なお、2025年6月24日開催予定の定時株主総会の議案(決議事項)として「取締役(監査等委員である取締役を除く。)4名選任の件」を上程しており、社外取締役重光桜子氏の再任が承認された場合には、当該責任限定契約を継続する予定であり、また、取締役候補者の中田剛史氏の選任が承認された場合には、同氏との間で同様の責任限定契約を締結する予定です。
⑤ 役員等賠償責任保険契約の内容の概要
当社は保険会社との間で、会社法第430条の3第1項に規定する役員等賠償責任保険契約を締結しております。当該保険契約の内容の概要は、以下のとおりです。
・株主や第三者等から損害賠償請求がなされた場合において、被保険者が負担することになる損害賠償金、争訟費用を当該保険契約により填補することとしております。
・被保険者の職務の執行の適正性が損なわれないようにするため、被保険者による犯罪行為等に起因する損害等については、填補の対象外としております。

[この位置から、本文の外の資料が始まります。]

//! Error types for the envoy-template CLI.
//!
//! Uses thiserror for derive macros. Every variant is terminal and maps to
//! one of the codes in [`crate::exit_codes`].

use crate::exit_codes;
use crate::template::TemplateError;
use std::path::PathBuf;
use thiserror::Error;

/// Main error type for bootstrap rendering.
#[derive(Error, Debug)]
pub enum BootstrapError {
    /// Invalid arguments, config file, or option values.
    #[error("{0}")]
    UserError(String),

    /// The template could not be rendered with the given context.
    #[error("failed to render bootstrap template: {0}")]
    Template(#[from] TemplateError),

    /// The output path could not be determined.
    #[error("cannot determine output path: {0}")]
    OutputPath(String),

    /// Writing the rendered artifact failed.
    #[error("failed to write '{}': {message}", .path.display())]
    Io { path: PathBuf, message: String },
}

impl BootstrapError {
    /// Returns the exit code for this error type.
    pub fn exit_code(&self) -> i32 {
        match self {
            BootstrapError::UserError(_) => exit_codes::USER_ERROR,
            BootstrapError::Template(_) => exit_codes::TEMPLATE_FAILURE,
            BootstrapError::OutputPath(_) | BootstrapError::Io { .. } => {
                exit_codes::OUTPUT_FAILURE
            }
        }
    }
}

/// Result type alias for bootstrap operations.
pub type Result<T> = std::result::Result<T, BootstrapError>;
//! Option names, defaults, and override types for [`super::Config`].

/// Environment variable naming the domain served by the front proxy.
pub const DOMAIN_NAME_ENV: &str = "DOMAIN_NAME";

/// Environment variable naming the xDS management server address.
pub const XDS_HOST_ADDRESS_ENV: &str = "XDS_HOST_ADDRESS";

/// Every environment variable the renderer reads. Anything else is ignored.
pub const RECOGNIZED_ENV_VARS: &[&str] = &[DOMAIN_NAME_ENV, XDS_HOST_ADDRESS_ENV];

/// Marker left in place of the xDS host when no address is configured.
///
/// Container start-up scripts rewrite this token after rendering, so the
/// default output stays compatible with them.
pub const DEFAULT_XDS_HOST_ADDRESS: &str = "REPlACE_HOSTADDRESS";

pub fn default_xds_host_address() -> String {
    DEFAULT_XDS_HOST_ADDRESS.to_string()
}

/// Values supplied on the command line. `None` leaves the lower layers alone.
#[derive(Debug, Clone, Default, PartialEq, Eq)]
pub struct ConfigOverrides {
    pub domain_name: Option<String>,
    pub xds_host_address: Option<String>,
}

・当該保険契約の保険料は、全額当社が負担しております。
・当該保険契約の被保険者は、当社及び子会社の取締役、監査役及び執行役員等の主要な業務執行者です。
⑥ 取締役の定数
当社の取締役(監査等委員である取締役を除く。)は10名以内、監査等委員である取締役は5名以内とする旨定款に定めております。
⑦ 取締役の選任の決議要件
当社は、取締役の選任決議について、監査等委員である取締役とそれ以外の取締役とを区別して、議決権を行使することができる株主の議決権の3分の1以上を有する株主が出席し、その議決権の過半数をもって行うものとし、その決議は累積投票によらないものとする旨定款に定めております。
⑧ 中間配当
当社は、株主の皆様への利益還元の機会を充実させるため、会社法第454条第5項の規定に基づき、取締役会の決議をもって、中間配当金として剰余金の配当を行うことができる旨定款に定めております。
⑨ 自己株式の取得
当社は、機動的に自己の株式の取得を行うため、会社法第165条第2項の規定に基づき、取締役会の決議をもって市場取引等により自己の株式を取得することができる旨定款に定めております。
⑩ 株主総会の特別決議要件
当社は、株主総会における特別決議の定足数を緩和することにより、株主総会の円滑な運営を行うため、会社法第309条第2項に定める株主総会の特別決議要件について、議決権を行使することができる株主の議決権の3分の1以上を有する株主が出席し、その議決権の3分の2以上をもって行う旨定款に定めております。
⑪ 取締役の会社に対する損害賠償責任の免除
当社は、会社法第426条第1項の規定に基づき、取締役が職務を遂行するにあたり期待された役割を十分に発揮できるよう、会社法第423条第1項の行為に関する取締役(取締役であった者を含む。)の損害賠償責任につき、法令の限度において取締役会の決議をもって免除することができる旨定款に定めております。
なお、当社は、2016年6月28日付で監査役会設置会社から監査等委員会設置会社へ移行しておりますが、第39期定時株主総会において決議された定款一部変更の効力が生ずる前の行為に関し、会社法第426条第1項の規定に基づき、任務を怠ったことによる監査役(監査役であった者を含む。)の損害賠償責任を法令の限度において、取締役会の決議をもって免除することができる旨併せて定款に定めております。